The company’s target consumers have often had few accessible options, other than payday (and other short-term) lenders, when they want to borrow. Avant’s consumer-facing product is devised as a digital alternative to that market.
Potential borrowers apply online or via mobile, can be approved and offered a rate within 15 minutes, and can have their loans funded within 24 hours. Interest rates depend on the outputs of Avant’s proprietary credit-scoring mechanisms — on the higher side, borrowers will face APRs in the 35-percent range. That isn’t a small amount to pay for an installment loan, but it is far less than the triple-digit APRs that the short-term lenders and pawn shops are famous for offering.
However, while that is the best-known part of its business, that is not the only part, according Avant CEO Al Goldstein. Avant is really two businesses operating under one roof — connected in crucial ways, but separate in function. There is the consumer-facing platform (the first business), best known for making installment loans affordable for a wider range of consumers.
Until recently, Goldstein noted, that financial institution (FI)-facing Software-as-a-Service (SaaS) business (the second business) mostly operated in the background behind the better-known part of the platform. The time has come, though, for that business line to step out and start building a real identity in the market all its own. That is why that second line, formerly a business unit known as Powered by Avant, is now stepping out with a new name — Amount — and a bigger overall purpose in the market.
A Better Option For Banks
For banks, including relatively large banks, Goldstein noted, entering into personal lending markets is daunting, even if it is appealing from a variety of standpoints. Working with smaller consumers or small business (SMB) loans isn’t profitable under labor-intensive, paperwork-heavy models that are the historical hallmark of bank underwriting systems.
However, adopting the efficiencies that digital lending platforms bring to the table isn’t as easy as just flipping a switch and moving online, he added. These are massively complicated and expensive systems to build.
Some players have built them in recent years, though, he said, noting both Goldman Sachs’ Marcus platform and U.S. Bank‘s recent rollout of an in-house, small personal loan product for their customers. U.S. Bank’s offering is very new, but Marcus has apparently been a success for Goldman — with $3 billion in loans underwritten to over 1 million borrowers.

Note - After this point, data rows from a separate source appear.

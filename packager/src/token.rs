//! Integrity token binding a firmware image to its file name.
//!
//! The device-side updater recomputes
//! `md5(hex(md5(bytes)) + hex(md5(file_name)))` after download and refuses
//! to flash on mismatch, so a renamed or altered image is rejected. The token
//! is stored as 32 lowercase hexadecimal characters.

use md5::{Digest, Md5};
use std::fmt;
use std::fs;
use std::io::Read;
use std::path::Path;

/// Expected length of a hex-encoded MD5 digest.
const TOKEN_HEX_LEN: usize = 32;

/// A validated integrity token.
///
/// # Examples
///
/// ```
/// use ota_packager::token::IntegrityToken;
///
/// let token = IntegrityToken::compute(b"firmware", "system_blink.bin");
/// assert_eq!(token.as_str().len(), 32);
/// ```
#[derive(Debug, Clone, PartialEq, Eq, Hash)]
pub struct IntegrityToken(String);

/// Reasons a string is not a well-formed token.
#[derive(Debug, Clone, PartialEq, Eq, thiserror::Error)]
#[error("invalid integrity token: {reason}")]
pub struct InvalidToken {
    reason: String,
}

impl IntegrityToken {
    /// Compute the token for an image with the given content and file name.
    #[must_use]
    pub fn compute(content: &[u8], file_name: &str) -> Self {
        let content_hex = hex_md5(content);
        Self::from_content_digest(&content_hex, file_name)
    }

    fn from_content_digest(content_hex: &str, file_name: &str) -> Self {
        let name_hex = hex_md5(file_name.as_bytes());
        let mut outer = Md5::new();
        outer.update(content_hex.as_bytes());
        outer.update(name_hex.as_bytes());
        Self(format!("{:x}", outer.finalize()))
    }

    /// Return the token as a hex string slice.
    #[must_use]
    pub fn as_str(&self) -> &str {
        &self.0
    }
}

impl TryFrom<&str> for IntegrityToken {
    type Error = InvalidToken;

    fn try_from(value: &str) -> Result<Self, Self::Error> {
        validate_token(value)?;
        Ok(Self(value.to_owned()))
    }
}

impl fmt::Display for IntegrityToken {
    fn fmt(&self, f: &mut fmt::Formatter<'_>) -> fmt::Result {
        write!(f, "{}", self.0)
    }
}

/// Compute the token for the file at `path`, named by its base name.
///
/// The file is streamed in chunks so the whole image never needs to sit in
/// memory.
///
/// # Errors
///
/// Returns the I/O error if the file cannot be read.
pub fn compute_integrity_token(path: &Path) -> std::io::Result<IntegrityToken> {
    let mut file = fs::File::open(path)?;
    let mut hasher = Md5::new();
    let mut buffer = [0u8; 8192];
    loop {
        let bytes_read = file.read(&mut buffer)?;
        if bytes_read == 0 {
            break;
        }
        hasher.update(&buffer[..bytes_read]);
    }
    let content_hex = format!("{:x}", hasher.finalize());
    let file_name = path
        .file_name()
        .map(|name| name.to_string_lossy().into_owned())
        .unwrap_or_default();

    Ok(IntegrityToken::from_content_digest(&content_hex, &file_name))
}

fn hex_md5(data: &[u8]) -> String {
    format!("{:x}", Md5::digest(data))
}

fn validate_token(value: &str) -> Result<(), InvalidToken> {
    if value.len() != TOKEN_HEX_LEN {
        return Err(InvalidToken {
            reason: format!(
                "expected {TOKEN_HEX_LEN} hex characters, got {}",
                value.len()
            ),
        });
    }
    if let Some(bad) = value
        .chars()
        .find(|c| !c.is_ascii_digit() && !matches!(c, 'a'..='f'))
    {
        return Err(InvalidToken {
            reason: format!("non-lowercase-hex character '{bad}'"),
        });
    }
    Ok(())
}
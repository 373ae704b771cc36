//! Binary artifact resolution.
//!
//! A firmware binary either comes straight from the user or is picked out of
//! a build output directory. Either way it must be an existing regular file
//! that fits the device's update partition.

use crate::error::{PackagerError, Result};
use camino::{Utf8Path, Utf8PathBuf};

/// Largest binary the device update partition accepts (16 MiB).
pub const MAX_ARTIFACT_SIZE: u64 = 16 * 1024 * 1024;

/// File extension of binaries the build toolchain produces.
pub const ARTIFACT_EXTENSION: &str = "bin";

/// A validated firmware binary on disk.
#[derive(Debug, Clone, PartialEq, Eq)]
pub struct BinaryArtifact {
    path: Utf8PathBuf,
    size: u64,
}

impl BinaryArtifact {
    /// Path to the binary.
    #[must_use]
    pub fn path(&self) -> &Utf8Path {
        &self.path
    }

    /// Size of the binary in bytes.
    #[must_use]
    pub const fn size(&self) -> u64 {
        self.size
    }

    /// Base name of the binary, e.g. `blink.bin`.
    #[must_use]
    pub fn file_name(&self) -> &str {
        self.path.file_name().unwrap_or(self.path.as_str())
    }

    /// Base name without its extension, e.g. `blink`.
    #[must_use]
    pub fn file_stem(&self) -> &str {
        self.path.file_stem().unwrap_or_else(|| self.file_name())
    }
}

/// Check that `path` names an existing regular file no larger than
/// [`MAX_ARTIFACT_SIZE`].
///
/// # Errors
///
/// Returns [`PackagerError::FileNotFound`] when the path is missing or not a
/// regular file, and [`PackagerError::ArtifactTooLarge`] when it exceeds the
/// size limit.
pub fn validate_binary(path: &Utf8Path) -> Result<BinaryArtifact> {
    let metadata = match path.metadata() {
        Ok(metadata) if metadata.is_file() => metadata,
        _ => {
            return Err(PackagerError::FileNotFound {
                path: path.to_owned(),
            });
        }
    };

    let size = metadata.len();
    if size > MAX_ARTIFACT_SIZE {
        return Err(PackagerError::ArtifactTooLarge {
            path: path.to_owned(),
            size,
            limit: MAX_ARTIFACT_SIZE,
        });
    }

    Ok(BinaryArtifact {
        path: path.to_owned(),
        size,
    })
}

/// Pick the build artifact most likely to belong to a sketch.
///
/// This is a heuristic: the first candidate whose file name contains the
/// sketch name wins, then the first containing the sketch directory name,
/// then the first candidate overall. Build toolchains usually name their
/// output after the sketch, but nothing guarantees it. Returns `None` only
/// when `candidates` is empty.
#[must_use]
pub fn select_artifact<'a>(
    candidates: &'a [Utf8PathBuf],
    sketch_name: &str,
    directory_name: &str,
) -> Option<&'a Utf8PathBuf> {
    let name_contains = |needle: &str| {
        candidates.iter().find(|candidate| {
            !needle.is_empty()
                && candidate
                    .file_name()
                    .is_some_and(|name| name.contains(needle))
        })
    };

    name_contains(sketch_name)
        .or_else(|| name_contains(directory_name))
        .or_else(|| candidates.first())
}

However, Goldstein noted, not every bank has the amount of talent and capital on hand that is needed to take on a construction project the size and scope of Marcus. Even among the relatively small slice of banks that do, not all of them necessarily want to spend that time and talent on a product that will essentially be untested until it is launched. This is why, he said, partnerships between online lenders and traditional banks have become more common in recent years, particularly as both parties have realized there are customers to be reached — combining FinTech speed and efficiency in underwriting with banks’ extensive and established customer networks.

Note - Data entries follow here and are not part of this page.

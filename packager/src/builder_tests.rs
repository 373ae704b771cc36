//! Unit tests for the sketch builder.

use super::*;
use crate::test_utils::{ExpectedCall, StubRunner, completed, failed};
use rstest::{fixture, rstest};
use std::io;
use tempfile::TempDir;

const BOARD: &str = "esp8266:esp8266:nodemcuv2";

#[fixture]
fn temp_dir() -> TempDir {
    TempDir::new().expect("temp dir creation succeeds")
}

/// Create `<tmp>/<dir_name>/<file_name>` and return it as a sketch.
fn sketch_in(temp: &TempDir, dir_name: &str, file_name: &str) -> Sketch {
    let root = Utf8PathBuf::from_path_buf(temp.path().to_path_buf()).expect("utf-8");
    let dir = root.join(dir_name);
    fs::create_dir_all(&dir).expect("mkdir sketch dir");
    let path = dir.join(file_name);
    fs::write(&path, "void setup() {}\nvoid loop() {}\n").expect("write sketch");
    Sketch::from_file(&path).expect("sketch")
}

fn probe_ok() -> ExpectedCall {
    ExpectedCall {
        program: "arduino-cli",
        subcommand: "version",
        result: Ok(completed("arduino-cli Version: 1.1.1\n")),
    }
}

fn compile_returning(result: io::Result<RunOutcome>) -> ExpectedCall {
    ExpectedCall {
        program: "arduino-cli",
        subcommand: "compile",
        result,
    }
}

fn place_artifact(dir: &Utf8Path, relative: &str) -> Utf8PathBuf {
    let path = dir.join(relative);
    if let Some(parent) = path.parent() {
        fs::create_dir_all(parent).expect("mkdir artifact dir");
    }
    fs::write(&path, b"firmware").expect("write artifact");
    path
}

#[rstest]
fn successful_build_selects_sketch_artifact(temp_dir: TempDir) {
    let sketch = sketch_in(&temp_dir, "remote", "remote.ino");
    let runner = StubRunner::new(vec![probe_ok(), compile_returning(Ok(completed("")))]);
    let builder = Builder::new(BuildConfig::default(), &runner);
    let out = builder.output_dir(&sketch);
    place_artifact(&out, "remote.ino.bootloader.bin");
    place_artifact(&out, "partitions.bin");

    let result = builder.build(&sketch, BOARD).expect("build succeeds");

    runner.assert_finished();
    assert_eq!(result.output_dir, out);
    assert_eq!(result.candidates.len(), 2);
    assert_eq!(
        result.artifact.path(),
        out.join("remote.ino.bootloader.bin")
    );
}

#[rstest]
fn compile_invocation_names_board_and_directories(temp_dir: TempDir) {
    let sketch = sketch_in(&temp_dir, "remote", "remote.ino");
    let runner = StubRunner::new(vec![probe_ok(), compile_returning(Ok(completed("")))]);
    let builder = Builder::new(BuildConfig::default(), &runner);
    let out = builder.output_dir(&sketch);
    place_artifact(&out, "remote.ino.bin");

    builder.build(&sketch, BOARD).expect("build succeeds");

    let invocations = runner.invocations();
    let compile = &invocations[1];
    assert_eq!(
        compile.args,
        [
            "compile",
            "--fqbn",
            BOARD,
            "--output-dir",
            out.as_str(),
            sketch.directory().as_str(),
        ]
    );
    assert_eq!(compile.timeout, BUILD_TIMEOUT);
    assert_eq!(invocations[0].timeout, PROBE_TIMEOUT);
}

#[rstest]
fn nested_artifacts_are_found_as_fallback(temp_dir: TempDir) {
    let sketch = sketch_in(&temp_dir, "remote", "remote.ino");
    let runner = StubRunner::new(vec![probe_ok(), compile_returning(Ok(completed("")))]);
    let builder = Builder::new(BuildConfig::default(), &runner);
    let out = builder.output_dir(&sketch);
    let nested = place_artifact(&out, "esp8266.esp8266.nodemcuv2/remote.ino.bin");

    let result = builder.build(&sketch, BOARD).expect("build succeeds");
    assert_eq!(result.artifact.path(), nested);
}

#[rstest]
fn empty_output_is_no_artifact(temp_dir: TempDir) {
    let sketch = sketch_in(&temp_dir, "remote", "remote.ino");
    let runner = StubRunner::new(vec![probe_ok(), compile_returning(Ok(completed("")))]);
    let builder = Builder::new(BuildConfig::default(), &runner);

    let err = builder.build(&sketch, BOARD).expect_err("no artifact");
    assert!(matches!(err, PackagerError::NoArtifactProduced { .. }));
    assert_eq!(err.exit_code(), 6);
}

#[rstest]
fn nonzero_exit_is_build_failure_with_output(temp_dir: TempDir) {
    let sketch = sketch_in(&temp_dir, "remote", "remote.ino");
    let runner = StubRunner::new(vec![
        probe_ok(),
        compile_returning(Ok(failed("remote.ino:1:1: error: 'foo' was not declared"))),
    ]);
    let builder = Builder::new(BuildConfig::default(), &runner);

    let err = builder.build(&sketch, BOARD).expect_err("build fails");
    assert_eq!(err.exit_code(), 5);
    assert!(err.to_string().contains("'foo' was not declared"));
}

#[rstest]
fn timeout_is_build_timeout_and_alias_is_removed(temp_dir: TempDir) {
    let sketch = sketch_in(&temp_dir, "remote", "main.ino");
    let runner = StubRunner::new(vec![probe_ok(), compile_returning(Ok(RunOutcome::TimedOut))]);
    let builder = Builder::new(BuildConfig::default(), &runner);

    let err = builder.build(&sketch, BOARD).expect_err("times out");

    assert!(matches!(err, PackagerError::BuildTimeout { seconds: 300 }));
    assert_eq!(err.exit_code(), 7);
    assert!(!sketch.directory().join("remote.ino").exists());
}

#[rstest]
fn runner_error_is_unexpected(temp_dir: TempDir) {
    let sketch = sketch_in(&temp_dir, "remote", "remote.ino");
    let runner = StubRunner::new(vec![
        probe_ok(),
        compile_returning(Err(io::Error::other("fork failed"))),
    ]);
    let builder = Builder::new(BuildConfig::default(), &runner);

    let err = builder.build(&sketch, BOARD).expect_err("unexpected");
    assert_eq!(err.exit_code(), 8);
    assert!(err.to_string().contains("fork failed"));
}

#[rstest]
fn unavailable_toolchain_stops_before_alias(temp_dir: TempDir) {
    let sketch = sketch_in(&temp_dir, "remote", "main.ino");
    let runner = StubRunner::new(vec![ExpectedCall {
        program: "arduino-cli",
        subcommand: "version",
        result: Err(io::Error::from(io::ErrorKind::NotFound)),
    }]);
    let builder = Builder::new(BuildConfig::default(), &runner);

    let err = builder.build(&sketch, BOARD).expect_err("no toolchain");

    assert_eq!(err.exit_code(), 9);
    runner.assert_finished();
    assert!(!builder.output_dir(&sketch).exists());
}

#[rstest]
fn find_artifacts_prefers_top_level(temp_dir: TempDir) {
    let root = Utf8PathBuf::from_path_buf(temp_dir.path().to_path_buf()).expect("utf-8");
    place_artifact(&root, "b.bin");
    place_artifact(&root, "a.bin");
    place_artifact(&root, "nested/c.bin");
    place_artifact(&root, "a.elf");

    let found = find_artifacts(&root).expect("scan");
    assert_eq!(found, [root.join("a.bin"), root.join("b.bin")]);
}

#[cfg(unix)]
mod with_fake_toolchain {
    //! Drives the real process runner against a shell script standing in for
    //! the toolchain.

    use super::*;
    use crate::runner::SystemRunner;
    use std::os::unix::fs::PermissionsExt;

    const FAKE_CLI: &str = r#"#!/bin/sh
case "$1" in
  version)
    echo "fake-cli Version: 0.0.1"
    ;;
  compile)
    out="$5"
    dir="$6"
    name=$(basename "$dir")
    if [ ! -f "$dir/$name.ino" ]; then
      echo "main file $name.ino missing" >&2
      exit 1
    fi
    mkdir -p "$out"
    printf 'firmware' > "$out/$name.ino.bin"
    ;;
  *)
    exit 2
    ;;
esac
"#;

    const SLOW_CLI: &str = r#"#!/bin/sh
if [ "$1" = "compile" ]; then
  sleep 30
fi
echo "slow-cli Version: 0.0.1"
"#;

    fn install_script(temp: &TempDir, name: &str, body: &str) -> String {
        let path = temp.path().join(name);
        fs::write(&path, body).expect("write script");
        let mut perms = fs::metadata(&path).expect("metadata").permissions();
        perms.set_mode(0o755);
        fs::set_permissions(&path, perms).expect("chmod");
        path.to_string_lossy().into_owned()
    }

    #[rstest]
    fn build_through_alias_produces_binary(temp_dir: TempDir) {
        let sketch = sketch_in(&temp_dir, "remote", "main.ino");
        let config = BuildConfig {
            toolchain: install_script(&temp_dir, "fake-cli", FAKE_CLI),
            ..BuildConfig::default()
        };
        let builder = Builder::new(config, &SystemRunner);

        let result = builder.build(&sketch, BOARD).expect("build succeeds");

        assert_eq!(result.artifact.file_name(), "remote.ino.bin");
        assert!(!sketch.directory().join("remote.ino").exists());
    }

    #[rstest]
    fn relative_sketch_path_builds_from_caller_directory(temp_dir: TempDir) {
        let local = tempfile::Builder::new()
            .prefix("relative-sketch")
            .tempdir_in(".")
            .expect("temp dir in working directory");
        let sketch = sketch_in(&local, "remote", "main.ino");
        assert!(sketch.path().is_relative());
        let config = BuildConfig {
            toolchain: install_script(&temp_dir, "fake-cli", FAKE_CLI),
            ..BuildConfig::default()
        };
        let builder = Builder::new(config, &SystemRunner);

        let result = builder.build(&sketch, BOARD).expect("build succeeds");

        assert_eq!(result.artifact.file_name(), "remote.ino.bin");
        assert!(result.output_dir.is_absolute());
        assert!(sketch.directory().join("build/remote.ino.bin").is_file());
        assert!(!sketch.directory().join("remote.ino").exists());
    }

    #[rstest]
    fn slow_build_is_killed_and_alias_removed(temp_dir: TempDir) {
        let sketch = sketch_in(&temp_dir, "remote", "main.ino");
        let config = BuildConfig {
            toolchain: install_script(&temp_dir, "slow-cli", SLOW_CLI),
            build_timeout: Duration::from_millis(300),
            ..BuildConfig::default()
        };
        let builder = Builder::new(config, &SystemRunner);
        let started = std::time::Instant::now();

        let err = builder.build(&sketch, BOARD).expect_err("times out");

        assert_eq!(err.exit_code(), 7);
        assert!(started.elapsed() < Duration::from_secs(20));
        assert!(!sketch.directory().join("remote.ino").exists());
    }
}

Avant launched its first bank partnership with Alabama-based Regions Bank in 2016, using its SaaS product. The company has added three others since then and noted more partnerships will be announced in the latter part of 2018. Goldstein would not name any names, but did tease that one of Amount’s first big partner announcement coming soon would be with a “top 10 U.S. bank.”

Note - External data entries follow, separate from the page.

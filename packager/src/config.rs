//! Configuration file support.
//!
//! Settings live in an optional TOML file. An explicit `--config` path must
//! exist; otherwise `ota-packager.toml` in the working directory is used,
//! then `ota-packager/config.toml` under the user's configuration
//! directory, and finally the built-in defaults. Command-line flags take
//! precedence over anything read here.

use crate::builder::{BUILD_TIMEOUT, BuildConfig, DEFAULT_BUILD_DIR};
use crate::error::{PackagerError, Result};
use crate::toolchain::{DEFAULT_TOOLCHAIN, PROBE_TIMEOUT};
use camino::{Utf8Path, Utf8PathBuf};
use log::debug;
use serde::Deserialize;
use std::time::Duration;

/// File name looked up in the working directory.
pub const LOCAL_CONFIG_FILE: &str = "ota-packager.toml";

/// Packager settings read from a configuration file.
#[derive(Clone, Debug, Deserialize, Eq, PartialEq)]
#[serde(default, deny_unknown_fields)]
pub struct PackagerConfig {
    /// Build toolchain program name or path.
    pub toolchain: String,
    /// Board identifier used when none is given on the command line.
    pub board: Option<String>,
    /// Destination directory used when none is given on the command line.
    pub destination: Option<Utf8PathBuf>,
    /// Build output directory, relative to the sketch directory.
    pub build_dir: Utf8PathBuf,
    /// Seconds allowed for the toolchain version query.
    pub probe_timeout_secs: u64,
    /// Seconds allowed for a compile.
    pub build_timeout_secs: u64,
}

impl Default for PackagerConfig {
    fn default() -> Self {
        Self {
            toolchain: DEFAULT_TOOLCHAIN.to_owned(),
            board: None,
            destination: None,
            build_dir: Utf8PathBuf::from(DEFAULT_BUILD_DIR),
            probe_timeout_secs: PROBE_TIMEOUT.as_secs(),
            build_timeout_secs: BUILD_TIMEOUT.as_secs(),
        }
    }
}

/// Source of the user configuration directory.
pub trait ConfigDirs {
    /// Directory holding this tool's user configuration, if known.
    fn config_dir(&self) -> Option<Utf8PathBuf>;
}

/// Resolves the configuration directory through the platform conventions.
#[derive(Debug, Clone, Copy, Default)]
pub struct SystemConfigDirs;

impl ConfigDirs for SystemConfigDirs {
    fn config_dir(&self) -> Option<Utf8PathBuf> {
        directories_next::ProjectDirs::from("", "", "ota-packager")
            .and_then(|dirs| Utf8PathBuf::from_path_buf(dirs.config_dir().to_path_buf()).ok())
    }
}

impl PackagerConfig {
    /// Parse configuration from TOML text, reporting errors against `path`.
    ///
    /// # Errors
    ///
    /// Returns [`PackagerError::InvalidConfig`] for malformed TOML, unknown
    /// keys, or zero timeouts.
    pub fn parse(path: &Utf8Path, contents: &str) -> Result<Self> {
        let config: Self = toml::from_str(contents).map_err(|e| PackagerError::InvalidConfig {
            path: path.to_owned(),
            reason: e.to_string(),
        })?;
        config.validate(path)?;
        Ok(config)
    }

    /// Read and parse the configuration file at `path`.
    ///
    /// # Errors
    ///
    /// Returns [`PackagerError::InvalidConfig`] if the file cannot be read
    /// or parsed.
    pub fn from_file(path: &Utf8Path) -> Result<Self> {
        let contents =
            std::fs::read_to_string(path).map_err(|e| PackagerError::InvalidConfig {
                path: path.to_owned(),
                reason: e.to_string(),
            })?;
        Self::parse(path, &contents)
    }

    /// Locate and load configuration.
    ///
    /// `explicit` must exist when given. Otherwise the first existing file
    /// among `<cwd>/ota-packager.toml` and `<config dir>/config.toml` is
    /// used, falling back to defaults.
    ///
    /// # Errors
    ///
    /// Returns [`PackagerError::InvalidConfig`] if the selected file cannot
    /// be read or parsed.
    pub fn load(explicit: Option<&Utf8Path>, cwd: &Utf8Path, dirs: &dyn ConfigDirs) -> Result<Self> {
        if let Some(path) = explicit {
            return Self::from_file(path);
        }

        let candidates = [
            Some(cwd.join(LOCAL_CONFIG_FILE)),
            dirs.config_dir().map(|dir| dir.join("config.toml")),
        ];

        match candidates.into_iter().flatten().find(|path| path.is_file()) {
            Some(path) => {
                debug!("loading configuration from {path}");
                Self::from_file(&path)
            }
            None => {
                debug!("no configuration file found; using defaults");
                Ok(Self::default())
            }
        }
    }

    /// Build settings derived from this configuration.
    #[must_use]
    pub fn build_config(&self) -> BuildConfig {
        BuildConfig {
            toolchain: self.toolchain.clone(),
            build_dir: self.build_dir.clone(),
            probe_timeout: Duration::from_secs(self.probe_timeout_secs),
            build_timeout: Duration::from_secs(self.build_timeout_secs),
        }
    }

    fn validate(&self, path: &Utf8Path) -> Result<()> {
        let invalid = |reason: &str| PackagerError::InvalidConfig {
            path: path.to_owned(),
            reason: reason.to_owned(),
        };

        if self.toolchain.trim().is_empty() {
            return Err(invalid("toolchain must not be empty"));
        }
        if self.probe_timeout_secs == 0 {
            return Err(invalid("probe_timeout_secs must be greater than zero"));
        }
        if self.build_timeout_secs == 0 {
            return Err(invalid("build_timeout_secs must be greater than zero"));
        }
        Ok(())
    }
}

The goal in those partnership is pretty simple: let banks create the lending products they want, banked by Avant’s proprietary technology and experienced underwriting.
The matter of which banks that product will be offered to is designed to expand over time. Amount’s first target group of banks will be large institutions looking for a highly customizable lending solution. Those options will largely be full-service at first, but will contain more à la carte offerings and add-ons over time for large banks, particularly around security and consumer verification. The full-service platform will come pre-built with loan origination, verification and fraud services, decision hosting, analytics and marketing tools.
While Goldstein said Amount will start with larger banks and institutions, the goal (by 2019) will be to turn its attention to banks with fewer than $20 billion in assets. That will involve offering services that are “off-the shelf,” which are less customizable, but still “highly configurable” for smaller institutions that understand the need for full-service digital offerings for customers.
What’s Next™
The immediate term for Amount, Goldstein noted, is hiring — specifically 50 new engineers to fill out the newly create Amount business, though the new team will continue to work out of the Avant HQ in Chicago. In the long run, he would like to see Amount work on creating and re-engineering core banking systems themselves, moving them past the legacy core systems on which new infrastructures are increasingly difficult to build.
However, he remains optimistic because he believes banks see the need to change — and expand their digital toolboxes of consumer offerings. They just may not be interested in taking on everything that entails on their own.